"The premise of Matthew Rosenberg and Tyler Boss's 4 KIDS WALK INTO A BANK (Black Mask, paper, $14.99) is deliciously twisted: A smart, angry 12-year-old girl named Paige discovers that her father's former criminal associates are forcing him to help them rob a bank, and decides to save him by robbing it herself first, with the aid of her three role-playing game buddies. But the story is mostly a showcase for Rosenberg and Boss's Looney Tunes formalism, from its Saul Bass-style cover design onward. Characters are introduced with captions detailing their stats ('Getaway driver with an 85 percent success rate. +2 Dexterity'); action scenes are drawn as diagrams, and conversations as RPG fantasies; the sound effects for a pair of handcuffs closing and opening are 'BUSTED' and 'UNBUSTED.' For every experiment that works, there's one that flops, which still leaves three or four successes on any given page. All of that fun, though, is in the service of the sucker punch tonal shifts that arrive whenever '4 Kids' seems to be going in a predictable direction. This is a tragedy trying to avoid recognition by wearing a disposable comedy mask. Paige thinks she's in an I-love-it-when-a-plan-comes-together heist story, but she's actually in an everything-goes-horribly-wrong heist story. And her friends, having grown up on tales where plucky kids can play detective (or criminal) and save the day, aren't prepared for what happens when blood starts flowing."--Douglas Wolk "The New York Times Book Review"
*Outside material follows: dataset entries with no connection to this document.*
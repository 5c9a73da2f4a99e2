//! Neopia - Neopets 宠物装扮代理
//!
//! Usage:
//! - Normal mode: `neopia`
//! - With custom port: `neopia --port 8889`
//! - Local Impress: `neopia --impress http://localhost:3000`

use neopia::RuntimeConfig;
use std::time::Duration;

/// 解析命令行参数
fn parse_args() -> RuntimeConfig {
    let args: Vec<String> = std::env::args().collect();
    let mut config = RuntimeConfig::default();

    let mut i = 1;
    while i < args.len() {
        let value = args.get(i + 1).cloned();
        match (args[i].as_str(), value) {
            ("--port", Some(v)) => {
                config.port_override = v.parse().ok();
                i += 2;
            }
            ("--neopetsGateway", Some(v)) => {
                config.gateway_url = Some(v);
                i += 2;
            }
            ("--impress", Some(v)) => {
                config.impress_host = Some(v);
                i += 2;
            }
            ("--pingUrl", Some(v)) => {
                config.ping_url = Some(v);
                i += 2;
            }
            ("--pingInterval", Some(v)) => {
                config.ping_interval = v.parse().ok().map(Duration::from_secs);
                i += 2;
            }
            ("--pingTimeout", Some(v)) => {
                config.ping_timeout = v.parse().ok().map(Duration::from_secs);
                i += 2;
            }
            ("--help" | "-h", _) => {
                print_help();
                std::process::exit(0);
            }
            _ => {
                i += 1;
            }
        }
    }

    config
}

fn print_help() {
    println!("Neopia - Neopets pet customization proxy");
    println!();
    println!("USAGE:");
    println!("    neopia [OPTIONS]");
    println!();
    println!("OPTIONS:");
    println!("    --port <PORT>              Override the listening port (default 8888)");
    println!("    --neopetsGateway <URL>     AMFPHP gateway URL");
    println!("    --impress <URL>            Dress to Impress host");
    println!("    --pingUrl <URL>            Page checked by the status poller");
    println!("    --pingInterval <SECS>      Seconds between status checks");
    println!("    --pingTimeout <SECS>       Timeout for each status check");
    println!("    -h, --help                 Print help information");
    println!();
    println!("ENVIRONMENT:");
    println!("    NEOPIA_PORT, PORT, NEOPETS_GATEWAY_URL, NEOPETS_HOST, IMPRESS_HOST,");
    println!("    USER_SOURCE, GATEWAY_TIMEOUT_SECS, SUBMIT_TIMEOUT_SECS,");
    println!("    PING_URL, PING_INTERVAL_SECS, PING_TIMEOUT_SECS, RUST_LOG");
}

fn main() {
    let config = parse_args();

    let rt = tokio::runtime::Runtime::new().expect("Failed to create runtime");
    let result = rt.block_on(neopia::init_and_run_with_config(config));

    if let Err(e) = result {
        eprintln!("Error: {:#}", e);
        std::process::exit(1);
    }
}
//! 用户 API
//!
//! 包含 /api/1/users/:name 端点

use axum::{
    extract::{Path, Query, State},
    response::Response,
    routing::get,
    Router,
};
use chrono::Utc;
use serde::Serialize;
use std::sync::Arc;
use std::time::Duration;
use tracing::warn;

use super::public::{public_error, public_json, write_expires_in, PublicParams};
use crate::config::env::constants::USER_MAX_AGE_SECS;
use crate::domain::User;
use crate::error::ApiError;
use crate::services::user::UserError;
use crate::state::AppState;

/// 用户列表响应
#[derive(Debug, Serialize)]
struct UsersResponse {
    users: Vec<UserResponse>,
}

#[derive(Debug, Serialize)]
struct UserResponse {
    id: String,
    links: PetLinksResponse,
}

#[derive(Debug, Serialize)]
struct PetLinksResponse {
    pets: Vec<String>,
}

impl From<User> for UsersResponse {
    fn from(user: User) -> Self {
        Self {
            users: vec![UserResponse {
                id: user.name,
                links: PetLinksResponse {
                    pets: user.pet_names,
                },
            }],
        }
    }
}

/// 创建用户路由
pub fn router() -> Router<Arc<AppState>> {
    Router::new().route("/api/1/users/:name", get(get_user))
}

/// 查询用户及其宠物
///
/// GET /api/1/users/:name
async fn get_user(
    State(state): State<Arc<AppState>>,
    Path(name): Path<String>,
    Query(params): Query<PublicParams>,
) -> Response {
    let callback = params.callback();

    match state.users.get_user(&name).await {
        Ok(Some(user)) => {
            let mut response = public_json(callback, &UsersResponse::from(user));
            write_expires_in(
                response.headers_mut(),
                Duration::from_secs(USER_MAX_AGE_SECS),
                Utc::now(),
            );
            response
        }
        Ok(None) => public_error(callback, &UserError::not_found(&name).into()),
        Err(e) => {
            warn!(user = %name, source = state.users.name(), error = %e, "User lookup failed");
            public_error(callback, &ApiError::from(e))
        }
    }
}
"Amid themes of friendship, family, and the tribulations of the awkward tween years, Rosenberg (Kingpin) and Boss (Calexit) stage a gangsters-versus-gamers showdown. Four young friends, fresh from a Dungeons and Dragons session, encounter a pack of unsavory recent parolees ("We're the bad guys, dear," the leader quips). Afterward, the kids--tomboyish leader Paige, loutish Berger, lanky "Stretch," and introverted chemistry devotee Walter--come to suspect the thugs of luring Paige's father into a criminal scheme. When they launch a stakeout, they discover the bad guys' plans for an upcoming bank heist. Fearing for her father's safety and freedom, Paige organizes an audacious plan to beat the criminals at their own game and rob the bank first. The art is rife with pop-culture references, paired with sharp, witty dialogue and well-orchestrated coloring. What could have ended up as a juvenile romp is instead presented as a realistic piece that pulls no punches in its honesty and slow-burning anxiety."-- "Publishers Weekly"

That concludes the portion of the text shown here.